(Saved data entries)
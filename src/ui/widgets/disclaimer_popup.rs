// src/ui/widgets/disclaimer_popup.rs

use ratatui::{
    layout::Flex,
    prelude::*,
    widgets::{Block, Borders, Clear, Paragraph, Wrap},
};

/// Renders the authorization notice shown on launch. It stays on top of the
/// UI until acknowledged, and no scan can start while it is visible.
pub fn render_disclaimer_popup(frame: &mut Frame, area: Rect) {
    let disclaimer_text = Text::from(vec![
        Line::from("AUTHORIZED TESTING ONLY".bold().yellow()),
        Line::from(""),
        Line::from("BountyForge RS performs active reconnaissance: DNS lookups, TCP connects, HTTP requests and vulnerability probes. It is intended for bug bounty programs and engagements where you are explicitly authorized to test the target."),
        Line::from(""),
        Line::from("Probing hosts outside an authorized scope is illegal in many jurisdictions and violates the rules of every bug bounty program. Check the program scope before every scan."),
        Line::from(""),
        Line::from("By continuing you confirm that:"),
        Line::from("1. The target is yours or is in scope of a program or written agreement."),
        Line::from("2. You will respect the program's rate limits and testing rules."),
        Line::from("3. You alone are responsible for how the findings are obtained and used."),
        Line::from(""),
        Line::from("Press ".bold() + "Enter".bold().yellow() + " to confirm and continue".bold()),
    ]);

    let block = Block::default()
        .title("Authorized Use Only")
        .borders(Borders::ALL)
        .border_style(Style::default().fg(Color::Red));

    let popup_area = centered_rect(70, 80, area);

    let popup = Paragraph::new(disclaimer_text)
        .block(block)
        .wrap(Wrap { trim: true })
        .alignment(Alignment::Center);

    // Clear first or the results underneath bleed through.
    frame.render_widget(Clear, popup_area);
    frame.render_widget(popup, popup_area);
}

/// A rectangle of the given percentages, centered in `r`.
fn centered_rect(percent_x: u16, percent_y: u16, r: Rect) -> Rect {
    let [row] = Layout::vertical([Constraint::Percentage(percent_y)]).flex(Flex::Center).areas(r);
    let [area] = Layout::horizontal([Constraint::Percentage(percent_x)]).flex(Flex::Center).areas(row);
    area
}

**What is required**
Answer with a number only. How many lines in the records include the word "bold"?

**Exercise response**
2